Required action ->
Give only the number of lines in the data that include the string "PartialEq".

==== Recorded information ====

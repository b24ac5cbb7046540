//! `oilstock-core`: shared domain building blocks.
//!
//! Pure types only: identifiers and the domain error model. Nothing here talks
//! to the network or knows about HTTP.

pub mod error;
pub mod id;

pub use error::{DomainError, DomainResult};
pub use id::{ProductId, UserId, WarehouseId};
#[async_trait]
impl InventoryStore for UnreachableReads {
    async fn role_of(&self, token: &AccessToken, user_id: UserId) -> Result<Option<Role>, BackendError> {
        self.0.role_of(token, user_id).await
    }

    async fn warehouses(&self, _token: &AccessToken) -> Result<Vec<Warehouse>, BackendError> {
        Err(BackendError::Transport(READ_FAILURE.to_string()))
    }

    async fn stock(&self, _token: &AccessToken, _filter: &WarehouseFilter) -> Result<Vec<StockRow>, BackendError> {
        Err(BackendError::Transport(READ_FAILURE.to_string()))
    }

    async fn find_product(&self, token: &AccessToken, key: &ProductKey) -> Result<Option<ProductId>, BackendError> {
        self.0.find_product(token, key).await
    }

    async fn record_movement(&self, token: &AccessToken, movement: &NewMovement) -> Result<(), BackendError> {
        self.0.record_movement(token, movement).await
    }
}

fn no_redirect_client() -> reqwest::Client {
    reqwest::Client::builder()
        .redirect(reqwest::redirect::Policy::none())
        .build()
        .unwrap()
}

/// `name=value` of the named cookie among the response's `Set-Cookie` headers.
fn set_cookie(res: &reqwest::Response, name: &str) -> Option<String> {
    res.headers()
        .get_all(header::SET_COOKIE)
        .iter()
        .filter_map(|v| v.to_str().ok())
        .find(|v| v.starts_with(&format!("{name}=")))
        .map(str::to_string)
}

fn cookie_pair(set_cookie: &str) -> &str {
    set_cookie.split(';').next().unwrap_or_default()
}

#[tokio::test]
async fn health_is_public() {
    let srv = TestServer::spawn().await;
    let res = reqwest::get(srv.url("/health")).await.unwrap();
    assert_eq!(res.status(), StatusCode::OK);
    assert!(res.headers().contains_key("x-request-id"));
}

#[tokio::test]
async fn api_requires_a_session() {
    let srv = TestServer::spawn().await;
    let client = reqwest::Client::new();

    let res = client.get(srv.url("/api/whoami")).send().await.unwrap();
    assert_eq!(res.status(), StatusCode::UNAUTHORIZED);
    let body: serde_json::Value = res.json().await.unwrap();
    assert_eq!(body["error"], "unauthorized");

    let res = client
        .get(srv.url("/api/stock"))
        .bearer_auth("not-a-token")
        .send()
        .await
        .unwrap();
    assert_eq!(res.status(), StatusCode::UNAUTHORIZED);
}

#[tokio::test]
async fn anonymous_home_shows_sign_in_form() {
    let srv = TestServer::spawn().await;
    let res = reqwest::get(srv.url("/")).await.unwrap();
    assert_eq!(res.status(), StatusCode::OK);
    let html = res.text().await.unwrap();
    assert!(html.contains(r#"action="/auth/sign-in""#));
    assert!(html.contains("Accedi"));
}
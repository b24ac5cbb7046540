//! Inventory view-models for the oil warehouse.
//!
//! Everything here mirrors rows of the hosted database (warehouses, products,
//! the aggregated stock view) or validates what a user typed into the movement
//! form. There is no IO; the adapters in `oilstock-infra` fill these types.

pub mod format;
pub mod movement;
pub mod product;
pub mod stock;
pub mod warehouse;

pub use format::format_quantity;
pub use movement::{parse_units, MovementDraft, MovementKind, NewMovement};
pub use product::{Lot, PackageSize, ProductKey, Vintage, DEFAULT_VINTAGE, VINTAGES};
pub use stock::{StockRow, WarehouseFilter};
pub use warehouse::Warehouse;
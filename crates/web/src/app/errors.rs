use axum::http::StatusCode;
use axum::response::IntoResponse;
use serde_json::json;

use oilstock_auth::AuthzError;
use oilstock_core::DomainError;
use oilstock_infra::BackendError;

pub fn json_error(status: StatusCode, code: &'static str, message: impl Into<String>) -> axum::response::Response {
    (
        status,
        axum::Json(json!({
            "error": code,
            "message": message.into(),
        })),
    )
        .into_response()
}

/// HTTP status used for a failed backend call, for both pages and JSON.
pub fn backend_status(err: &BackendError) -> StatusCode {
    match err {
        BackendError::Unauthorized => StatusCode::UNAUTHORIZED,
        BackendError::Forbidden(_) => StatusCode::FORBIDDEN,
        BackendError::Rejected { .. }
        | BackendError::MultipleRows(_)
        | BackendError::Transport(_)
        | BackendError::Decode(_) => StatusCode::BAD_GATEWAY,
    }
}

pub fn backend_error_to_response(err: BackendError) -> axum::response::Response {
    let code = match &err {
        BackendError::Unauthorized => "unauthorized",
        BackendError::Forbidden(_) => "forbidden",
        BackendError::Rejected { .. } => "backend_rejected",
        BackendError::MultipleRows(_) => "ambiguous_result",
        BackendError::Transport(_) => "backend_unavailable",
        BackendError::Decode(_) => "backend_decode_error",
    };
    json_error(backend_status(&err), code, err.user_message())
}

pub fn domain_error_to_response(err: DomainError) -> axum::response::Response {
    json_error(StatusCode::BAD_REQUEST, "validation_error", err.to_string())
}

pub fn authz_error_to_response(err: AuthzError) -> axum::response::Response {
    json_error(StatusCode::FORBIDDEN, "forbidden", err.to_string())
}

====
==== Recorded information ====

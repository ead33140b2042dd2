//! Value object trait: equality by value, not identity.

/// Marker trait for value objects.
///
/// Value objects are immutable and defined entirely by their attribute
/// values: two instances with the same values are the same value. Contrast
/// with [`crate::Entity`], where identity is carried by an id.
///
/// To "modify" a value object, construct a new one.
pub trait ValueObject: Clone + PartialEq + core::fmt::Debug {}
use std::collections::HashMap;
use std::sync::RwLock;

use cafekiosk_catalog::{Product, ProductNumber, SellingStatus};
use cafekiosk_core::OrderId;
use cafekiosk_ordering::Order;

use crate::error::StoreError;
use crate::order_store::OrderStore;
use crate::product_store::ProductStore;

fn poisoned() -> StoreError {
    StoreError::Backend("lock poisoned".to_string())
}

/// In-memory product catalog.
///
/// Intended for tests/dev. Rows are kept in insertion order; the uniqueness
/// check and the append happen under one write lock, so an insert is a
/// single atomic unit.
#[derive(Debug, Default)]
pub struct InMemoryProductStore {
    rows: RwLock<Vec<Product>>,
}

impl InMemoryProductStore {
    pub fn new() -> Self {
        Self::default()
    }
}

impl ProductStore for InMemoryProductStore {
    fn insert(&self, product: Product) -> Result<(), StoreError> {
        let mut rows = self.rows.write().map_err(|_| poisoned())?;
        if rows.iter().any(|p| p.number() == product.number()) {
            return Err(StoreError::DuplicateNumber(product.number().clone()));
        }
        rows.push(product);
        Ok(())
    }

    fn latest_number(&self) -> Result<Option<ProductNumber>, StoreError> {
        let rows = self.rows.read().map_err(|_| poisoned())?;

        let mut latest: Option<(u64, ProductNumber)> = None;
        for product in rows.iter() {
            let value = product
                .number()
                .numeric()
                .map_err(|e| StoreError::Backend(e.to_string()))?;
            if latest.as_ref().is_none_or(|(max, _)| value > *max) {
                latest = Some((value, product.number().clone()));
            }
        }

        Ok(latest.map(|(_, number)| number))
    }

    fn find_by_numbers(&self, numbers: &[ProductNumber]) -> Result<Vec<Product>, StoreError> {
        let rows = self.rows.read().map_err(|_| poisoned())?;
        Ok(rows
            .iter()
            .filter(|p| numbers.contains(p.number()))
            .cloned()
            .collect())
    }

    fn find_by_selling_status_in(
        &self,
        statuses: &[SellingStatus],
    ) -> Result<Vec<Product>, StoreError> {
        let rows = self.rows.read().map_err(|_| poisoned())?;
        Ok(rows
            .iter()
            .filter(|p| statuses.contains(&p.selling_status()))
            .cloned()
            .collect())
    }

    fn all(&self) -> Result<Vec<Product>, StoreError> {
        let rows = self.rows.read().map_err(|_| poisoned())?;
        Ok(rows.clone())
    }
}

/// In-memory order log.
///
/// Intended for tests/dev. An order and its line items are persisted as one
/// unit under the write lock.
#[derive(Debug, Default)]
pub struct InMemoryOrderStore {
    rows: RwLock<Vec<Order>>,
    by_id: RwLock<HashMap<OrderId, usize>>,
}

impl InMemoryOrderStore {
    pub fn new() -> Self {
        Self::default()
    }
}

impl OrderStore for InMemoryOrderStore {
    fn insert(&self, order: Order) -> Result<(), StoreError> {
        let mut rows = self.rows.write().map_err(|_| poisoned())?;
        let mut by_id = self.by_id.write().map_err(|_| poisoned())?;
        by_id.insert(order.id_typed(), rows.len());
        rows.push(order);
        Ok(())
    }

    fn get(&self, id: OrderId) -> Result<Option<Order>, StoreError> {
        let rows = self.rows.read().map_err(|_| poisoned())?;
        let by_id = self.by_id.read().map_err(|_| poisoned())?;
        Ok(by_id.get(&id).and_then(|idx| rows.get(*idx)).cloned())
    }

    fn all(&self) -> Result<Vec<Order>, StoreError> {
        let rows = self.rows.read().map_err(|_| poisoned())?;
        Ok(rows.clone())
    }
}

====
==== Recorded information ====

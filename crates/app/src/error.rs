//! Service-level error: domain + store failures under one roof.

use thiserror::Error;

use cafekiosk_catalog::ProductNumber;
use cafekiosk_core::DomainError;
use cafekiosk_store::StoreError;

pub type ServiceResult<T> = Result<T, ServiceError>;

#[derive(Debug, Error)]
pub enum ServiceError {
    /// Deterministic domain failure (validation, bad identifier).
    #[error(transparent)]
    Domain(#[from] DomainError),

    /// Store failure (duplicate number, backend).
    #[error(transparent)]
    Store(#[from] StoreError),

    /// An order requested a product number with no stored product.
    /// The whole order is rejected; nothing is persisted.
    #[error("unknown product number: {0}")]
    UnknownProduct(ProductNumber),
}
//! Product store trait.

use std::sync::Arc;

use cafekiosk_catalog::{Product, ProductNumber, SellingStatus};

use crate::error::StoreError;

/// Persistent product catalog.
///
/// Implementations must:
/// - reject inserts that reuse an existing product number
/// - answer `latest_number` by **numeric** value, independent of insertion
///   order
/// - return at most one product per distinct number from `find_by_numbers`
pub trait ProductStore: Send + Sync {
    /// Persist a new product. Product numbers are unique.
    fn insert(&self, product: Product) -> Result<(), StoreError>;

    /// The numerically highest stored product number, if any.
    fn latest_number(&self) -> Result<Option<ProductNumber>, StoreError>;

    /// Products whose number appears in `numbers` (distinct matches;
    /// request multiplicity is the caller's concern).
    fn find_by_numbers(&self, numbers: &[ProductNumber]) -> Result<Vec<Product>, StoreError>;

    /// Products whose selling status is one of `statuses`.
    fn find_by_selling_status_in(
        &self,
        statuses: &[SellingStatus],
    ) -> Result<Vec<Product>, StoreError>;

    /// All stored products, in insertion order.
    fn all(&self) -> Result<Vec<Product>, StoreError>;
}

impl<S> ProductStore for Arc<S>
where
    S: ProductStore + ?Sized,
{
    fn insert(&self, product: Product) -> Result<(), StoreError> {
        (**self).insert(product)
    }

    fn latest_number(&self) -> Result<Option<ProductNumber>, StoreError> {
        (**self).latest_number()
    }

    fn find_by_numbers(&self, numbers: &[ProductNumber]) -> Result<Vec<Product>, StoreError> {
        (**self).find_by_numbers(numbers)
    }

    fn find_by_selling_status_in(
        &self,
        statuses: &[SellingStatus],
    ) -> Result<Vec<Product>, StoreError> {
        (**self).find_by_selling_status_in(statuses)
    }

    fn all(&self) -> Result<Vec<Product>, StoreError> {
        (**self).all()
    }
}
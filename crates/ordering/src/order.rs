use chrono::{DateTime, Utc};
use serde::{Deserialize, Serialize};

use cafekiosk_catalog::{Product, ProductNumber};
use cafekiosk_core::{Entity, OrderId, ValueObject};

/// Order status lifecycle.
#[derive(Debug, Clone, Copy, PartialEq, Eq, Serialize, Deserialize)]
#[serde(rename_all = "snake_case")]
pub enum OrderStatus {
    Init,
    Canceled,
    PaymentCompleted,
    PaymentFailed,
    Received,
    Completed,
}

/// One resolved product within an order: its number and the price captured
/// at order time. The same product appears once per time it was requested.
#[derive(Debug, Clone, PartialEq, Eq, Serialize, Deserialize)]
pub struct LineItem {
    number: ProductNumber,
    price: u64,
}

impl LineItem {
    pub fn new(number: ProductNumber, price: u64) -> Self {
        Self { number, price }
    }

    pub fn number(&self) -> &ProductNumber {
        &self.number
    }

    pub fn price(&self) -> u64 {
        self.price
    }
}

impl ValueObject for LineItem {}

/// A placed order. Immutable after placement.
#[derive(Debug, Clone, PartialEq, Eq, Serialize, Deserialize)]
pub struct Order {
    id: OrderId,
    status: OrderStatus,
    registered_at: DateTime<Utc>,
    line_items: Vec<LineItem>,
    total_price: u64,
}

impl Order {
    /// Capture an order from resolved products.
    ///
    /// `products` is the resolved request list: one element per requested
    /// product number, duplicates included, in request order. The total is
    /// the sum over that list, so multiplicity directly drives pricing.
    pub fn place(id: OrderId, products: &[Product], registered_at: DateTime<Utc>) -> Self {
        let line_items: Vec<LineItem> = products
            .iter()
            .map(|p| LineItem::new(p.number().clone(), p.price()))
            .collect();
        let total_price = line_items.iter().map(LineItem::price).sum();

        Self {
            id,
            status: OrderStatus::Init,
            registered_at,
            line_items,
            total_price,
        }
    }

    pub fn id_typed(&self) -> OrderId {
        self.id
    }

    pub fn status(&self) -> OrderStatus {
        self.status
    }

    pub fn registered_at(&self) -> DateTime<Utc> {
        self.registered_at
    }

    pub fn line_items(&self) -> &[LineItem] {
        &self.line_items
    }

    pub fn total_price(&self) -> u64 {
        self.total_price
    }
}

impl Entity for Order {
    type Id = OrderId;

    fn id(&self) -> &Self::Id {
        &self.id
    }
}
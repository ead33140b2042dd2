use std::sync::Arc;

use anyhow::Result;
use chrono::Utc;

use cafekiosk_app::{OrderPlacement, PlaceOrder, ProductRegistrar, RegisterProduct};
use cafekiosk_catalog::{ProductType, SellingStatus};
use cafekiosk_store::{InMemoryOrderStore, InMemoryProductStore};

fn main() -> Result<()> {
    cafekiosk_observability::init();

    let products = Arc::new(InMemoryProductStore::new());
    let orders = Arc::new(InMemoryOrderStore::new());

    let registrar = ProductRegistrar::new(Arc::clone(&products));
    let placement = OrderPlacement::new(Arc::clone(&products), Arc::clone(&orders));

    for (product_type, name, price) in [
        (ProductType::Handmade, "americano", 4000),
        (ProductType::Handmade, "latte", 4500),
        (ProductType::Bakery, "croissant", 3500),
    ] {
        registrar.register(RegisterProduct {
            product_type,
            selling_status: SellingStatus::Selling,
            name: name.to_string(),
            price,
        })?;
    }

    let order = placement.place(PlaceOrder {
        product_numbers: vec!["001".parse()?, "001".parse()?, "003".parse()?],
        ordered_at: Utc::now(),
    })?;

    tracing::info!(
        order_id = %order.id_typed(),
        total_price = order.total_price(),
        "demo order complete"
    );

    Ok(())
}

====

Response ->
4